That was my goal on the white board yesterday. It was meant a bit tongue in cheek as the Dr had said in the mid day rounds that the plan was to keep him on his back for 8 hours and then flip him to his stomach and then flip to his back again. Hence rolling him over time and again and hoping he maintained or get better with each rotation.
It turned out, the message was as much for my attitude as his physical response.
When I called the night nurse at O’Dark Thirty this morning, she relayed that they did not flip Ted as had been previously scheduled. When they looked at his stats at time of the proposed turn, he was maintaining decent stats and they felt it was worth keeping him on his back and seeing how he did. The night nurse was decently positive about his non-eventful night and said that they had even cut back on the sedation slightly. I drove in nearly giddy that he might be turning a corner.
My elation was slashed when I arrived a few hours later to find that the day nurse was just about to administer the paralytic once again. Ted had started taking too many extra breaths and they needed that to stop or they would have to increase the ventilator settings and they didn’t want to do that. I could rationalize the need to keep his body from fighting the system, but it felt like a step backward and I was dejected.
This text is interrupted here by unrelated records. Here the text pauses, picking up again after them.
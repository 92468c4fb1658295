//! HTTP exposition and the per-instance sampling tasks behind it.

pub mod health;
pub mod scheduler;
pub mod stats;

use crate::{
    built_info,
    config::{Config, local_hostname},
    sampler::{DatabaseClient, Instance, Sampler, SqlxClient},
    sink::{LogNotifier, PrometheusSink},
};
use anyhow::{Context, Result};
use axum::{
    Json, Router,
    body::Body,
    extract::State,
    http::{HeaderName, HeaderValue, Request, StatusCode, header},
    response::{IntoResponse, Response},
    routing::get,
};
use health::HealthBoard;
use prometheus::{Encoder, Registry, TextEncoder};
use scheduler::Scheduler;
use serde_json::json;
use stats::CycleStats;
use std::net::{IpAddr, Ipv4Addr, Ipv6Addr, SocketAddr};
use std::sync::Arc;
use tokio::{net::TcpListener, sync::watch};
use tower::ServiceBuilder;
use tower_http::{
    request_id::{MakeRequestId, PropagateRequestIdLayer, RequestId, SetRequestIdLayer},
    trace::TraceLayer,
};
use tracing::{debug, error, info, info_span};
use ulid::Ulid;

const REQUEST_ID_HEADER: &str = "x-request-id";

#[derive(Clone)]
struct AppState {
    registry: Registry,
    health: HealthBoard,
}

#[derive(Clone, Copy, Default)]
struct MakeRequestUlid;

impl MakeRequestId for MakeRequestUlid {
    fn make_request_id<B>(&mut self, _request: &Request<B>) -> Option<RequestId> {
        HeaderValue::from_str(&Ulid::new().to_string())
            .ok()
            .map(RequestId::new)
    }
}

/// Start sampling every configured instance and serve `/metrics` and
/// `/health` until SIGINT or SIGTERM.
///
/// # Errors
///
/// Returns an error if the listener cannot be bound or the server fails.
pub async fn new(port: u16, listen: Option<String>, config: Config) -> Result<()> {
    run(
        port,
        listen,
        config,
        Arc::new(SqlxClient::new()),
        shutdown_signal(),
    )
    .await
}

/// Same as [`new`] with an explicit database client and shutdown future.
///
/// # Errors
///
/// Returns an error if the listener cannot be bound or the server fails.
pub async fn run<F>(
    port: u16,
    listen: Option<String>,
    config: Config,
    client: Arc<dyn DatabaseClient>,
    shutdown: F,
) -> Result<()>
where
    F: Future<Output = ()> + Send + 'static,
{
    let registry = Registry::new();

    let notifier = LogNotifier::new();
    notifier.register(&registry)?;

    let stats = CycleStats::new();
    stats.register(&registry)?;

    let sink = PrometheusSink::new(registry.clone());
    let sampler = Sampler::new(client, Arc::new(sink), Arc::new(notifier));

    let default_interval = config.default_interval();
    let instances = config.into_instances(&local_hostname());
    let health = HealthBoard::new(instances.iter().map(Instance::name));

    let listener = bind(port, listen.as_deref()).await?;
    info!("listening on {}", listener.local_addr()?);

    let (stop, stopped) = watch::channel(false);
    let scheduler = Scheduler::new(sampler, stats, health.clone());
    let tasks = scheduler.spawn(instances, default_interval, &stopped);

    let app = router(AppState { registry, health });
    let served = axum::serve(listener, app)
        .with_graceful_shutdown(shutdown)
        .await;

    // let in-flight cycles finish before closing connections
    let _ = stop.send(true);
    for task in tasks {
        if let Err(e) = task.await {
            error!("sampling task failed: {e}");
        }
    }

    info!("shutdown complete");

    served.context("HTTP server error")
}

fn router(state: AppState) -> Router {
    let request_id = HeaderName::from_static(REQUEST_ID_HEADER);

    Router::new()
        .route("/metrics", get(metrics_handler))
        .route("/health", get(health_handler))
        .with_state(state)
        .layer(
            ServiceBuilder::new()
                .layer(SetRequestIdLayer::new(request_id.clone(), MakeRequestUlid))
                .layer(
                    TraceLayer::new_for_http().make_span_with(|request: &Request<Body>| {
                        let request_id = request
                            .headers()
                            .get(REQUEST_ID_HEADER)
                            .and_then(|v| v.to_str().ok())
                            .unwrap_or_default();
                        info_span!(
                            "http.request",
                            http.method = %request.method(),
                            http.target = %request.uri(),
                            request_id,
                            otel.kind = "server",
                        )
                    }),
                )
                .layer(PropagateRequestIdLayer::new(request_id)),
        )
}

async fn metrics_handler(State(state): State<AppState>) -> Response {
    let encoder = TextEncoder::new();
    let families = state.registry.gather();

    let mut buffer = Vec::new();
    if let Err(e) = encoder.encode(&families, &mut buffer) {
        error!("failed to encode metrics: {e}");
        return (StatusCode::INTERNAL_SERVER_ERROR, "failed to encode metrics").into_response();
    }

    ([(header::CONTENT_TYPE, prometheus::TEXT_FORMAT)], buffer).into_response()
}

async fn health_handler(State(state): State<AppState>) -> Response {
    let instances = state.health.snapshot();
    let down = state.health.is_down();

    let body = json!({
        "status": if down { "down" } else { "ok" },
        "version": built_info::PKG_VERSION,
        "commit": built_info::GIT_COMMIT_HASH_SHORT,
        "instances": &*instances,
    });

    let status = if down {
        StatusCode::SERVICE_UNAVAILABLE
    } else {
        StatusCode::OK
    };

    (status, Json(body)).into_response()
}

/// Bind to `listen`, or to `[::]` falling back to `0.0.0.0` when IPv6 is
/// unavailable.
async fn bind(port: u16, listen: Option<&str>) -> Result<TcpListener> {
    if let Some(addr) = listen {
        let ip: IpAddr = addr
            .parse()
            .with_context(|| format!("invalid listen address: {addr}"))?;
        return TcpListener::bind(SocketAddr::new(ip, port))
            .await
            .with_context(|| format!("failed to bind {addr}:{port}"));
    }

    match TcpListener::bind(SocketAddr::new(IpAddr::V6(Ipv6Addr::UNSPECIFIED), port)).await {
        Ok(listener) => Ok(listener),
        Err(e) => {
            debug!("IPv6 bind failed ({e}), falling back to IPv4");
            TcpListener::bind(SocketAddr::new(IpAddr::V4(Ipv4Addr::UNSPECIFIED), port))
                .await
                .with_context(|| format!("failed to bind 0.0.0.0:{port}"))
        }
    }
}

/// Resolves on SIGINT, or SIGTERM on unix.
pub async fn shutdown_signal() {
    let ctrl_c = async {
        if let Err(e) = tokio::signal::ctrl_c().await {
            error!("failed to install Ctrl+C handler: {e}");
            std::future::pending::<()>().await;
        }
    };

    #[cfg(unix)]
    let terminate = async {
        match tokio::signal::unix::signal(tokio::signal::unix::SignalKind::terminate()) {
            Ok(mut signal) => {
                signal.recv().await;
            }
            Err(e) => {
                error!("failed to install SIGTERM handler: {e}");
                std::future::pending::<()>().await;
            }
        }
    };

    #[cfg(not(unix))]
    let terminate = std::future::pending::<()>();

    tokio::select! {
        () = ctrl_c => {},
        () = terminate => {},
    }

    info!("shutdown signal received, stopping");
}

#[cfg(test)]
#[allow(clippy::unwrap_used)]
mod tests {
    use super::*;

    #[test]
    fn test_request_id_is_ulid() {
        let request = Request::new(Body::empty());
        let id = MakeRequestUlid.make_request_id(&request).unwrap();
        let value = id.header_value().to_str().unwrap();
        assert!(Ulid::from_string(value).is_ok());
    }

    #[tokio::test]
    async fn test_bind_explicit_address() {
        let listener = bind(0, Some("127.0.0.1")).await.unwrap();
        assert!(listener.local_addr().unwrap().ip().is_loopback());
    }

    #[tokio::test]
    async fn test_bind_invalid_address() {
        assert!(bind(0, Some("not-an-ip")).await.is_err());
    }

    #[tokio::test]
    async fn test_metrics_handler_content_type() {
        let state = AppState {
            registry: Registry::new(),
            health: HealthBoard::default(),
        };
        let response = metrics_handler(State(state)).await;
        assert_eq!(response.status(), StatusCode::OK);
        assert_eq!(
            response.headers().get(header::CONTENT_TYPE).unwrap(),
            prometheus::TEXT_FORMAT
        );
    }
}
The doctor came to speak with me and said that they were going to take a chest x-ray and then prone him. She stated that at some point, the prone position starts loosing it’s benefits and they will likely leave him on his back and do a tracheostomy. It had already been mentioned, so this wasn’t a total surprise, but I guess I had hoped that he would ween off of the ventilator sooner than later and not need that.
Don’t get me wrong, I am so very happy that they are talking about next steps and how to proceed instead of the talk earlier in the week that there was no place to go from where he was at that extremely fragile time. Rolling with the ups and downs and the constant adjustment of where his functions are, is something that I guess I need to work on.
So as of now, he is back onto his belly, his O2 is within range and due to the paralytic, his breaths are even and steady due to just the ventilator without his body trying to take over and compensate. The chest X-ray showed: “Some areas of patchy airspace opacity on the prior study are improved, with persistent diffuse interstitial opacities in the mid and lower lungs bilaterally. There is no pneumothorax.” I interpreted that as: Lungs still basically shitty, but showing slight improvement in the upper regions only – and he hasn’t thrown a clot.
I’d say it is slightly encouraging.
They will take another blood gas sample here in a bit, but I’m needing to head home.
Thanks everyone for your support.
Love Sally
Sounds like it was a hard day.
Rolling with you in spirit my friend. Sending love and leaning in hard towards you.